» Exercise description: Each line of the entries that contains the word "directory" adds one. Reply with the resulting number only.

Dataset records
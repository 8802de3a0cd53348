//! Purpose: Corpus directory resolution, listing, and the JSON fixture filter.
//! Exports: `DEFAULT_CORPUS_DIR`, `default_corpus_dir`, `list_entries`, `is_json_fixture`.
//! Invariants: Listing is non-recursive and sorted by file name.
//! Invariants: Entries are not filtered by file type; unreadable entries fail at read time.
use std::ffi::OsString;
use std::fs;
use std::path::{Path, PathBuf};

use crate::core::error::Error;

pub const DEFAULT_CORPUS_DIR: &str = "example-data";
pub const CORPUS_DIR_ENV: &str = "MPK_CORPUS_DIR";
pub const JSON_SUFFIX: &str = ".json";
pub const MPK_EXTENSION: &str = "mpk";

pub fn default_corpus_dir() -> PathBuf {
    corpus_dir_from(std::env::var_os(CORPUS_DIR_ENV))
}

fn corpus_dir_from(env_value: Option<OsString>) -> PathBuf {
    match env_value {
        Some(value) if !value.is_empty() => PathBuf::from(value),
        _ => PathBuf::from(DEFAULT_CORPUS_DIR),
    }
}

pub fn list_entries(dir: &Path) -> Result<Vec<PathBuf>, Error> {
    let read_dir =
        fs::read_dir(dir).map_err(|err| Error::from_io(err, "failed to list corpus directory", dir))?;
    let mut entries = Vec::new();
    for entry in read_dir {
        let entry =
            entry.map_err(|err| Error::from_io(err, "failed to list corpus directory", dir))?;
        entries.push(entry.path());
    }
    entries.sort_by(|a, b| a.file_name().cmp(&b.file_name()));
    Ok(entries)
}

pub fn is_json_fixture(path: &Path) -> bool {
    path.file_name()
        .map(|name| name.to_string_lossy().ends_with(JSON_SUFFIX))
        .unwrap_or(false)
}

» Output below: 3